Extracted records -
****************************************

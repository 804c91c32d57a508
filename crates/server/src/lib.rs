//! HTTP request layer for invoice records and rendered documents.
//!
//! Thin delegation layer: handlers hand invoice values to the record store
//! and invoice ids to the renderer. No business logic lives here.

pub mod api;
pub mod config;
pub mod error;
pub mod state;

use axum::Router;
use axum::extract::DefaultBodyLimit;
use axum::routing::{get, post};
use tower_http::cors::CorsLayer;
use tower_http::trace::TraceLayer;

use crate::state::AppState;

/// Build the application router.
pub fn router(state: AppState) -> Router {
    let max_body = state.config.max_upload_size_mb * 1024 * 1024;
    Router::new()
        .route("/health", get(api::health_check))
        .route("/api/invoices", post(api::save_invoice))
        .route("/api/invoices/multipart", post(api::save_invoice_multipart))
        .route("/api/invoices/:id", get(api::get_invoice))
        .route("/api/invoices/:id/pdf", get(api::download_pdf))
        .layer(DefaultBodyLimit::max(max_body))
        .layer(CorsLayer::permissive())
        .layer(TraceLayer::new_for_http())
        .with_state(state)
}
use axum::{
    Json,
    http::StatusCode,
    response::{IntoResponse, Response},
};
use billcraft_render::RenderError;
use billcraft_store::StoreError;
use serde_json::json;

#[derive(Debug, thiserror::Error)]
pub enum ServiceError {
    #[error("invoice not found")]
    NotFound,

    #[error("PDF rendering failed: {0}")]
    Rendering(#[from] RenderError),

    #[error("invalid request: {0}")]
    InvalidRequest(String),

    #[error("internal error: {0}")]
    Internal(String),
}

impl From<StoreError> for ServiceError {
    fn from(err: StoreError) -> Self {
        match err {
            StoreError::NotFound(_) => Self::NotFound,
        }
    }
}

impl IntoResponse for ServiceError {
    fn into_response(self) -> Response {
        let (status, code, message) = match self {
            Self::NotFound => (StatusCode::NOT_FOUND, "NotFound", self.to_string()),
            Self::Rendering(_) => {
                tracing::error!("rendering failed: {}", self);
                (StatusCode::UNPROCESSABLE_ENTITY, "RenderingError", self.to_string())
            }
            Self::InvalidRequest(_) => {
                (StatusCode::BAD_REQUEST, "InvalidRequest", self.to_string())
            }
            Self::Internal(_) => {
                tracing::error!("internal error: {}", self);
                (
                    StatusCode::INTERNAL_SERVER_ERROR,
                    "InternalError",
                    "An internal error occurred".to_string(),
                )
            }
        };

        let body = Json(json!({
            "error": code,
            "message": message,
        }));

        (status, body).into_response()
    }
}

pub type Result<T> = std::result::Result<T, ServiceError>;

****************************************

About this task -
Copy every line of the listing that contains the word "match".

Answer to this task -
        match err {
        let (status, code, message) = match self {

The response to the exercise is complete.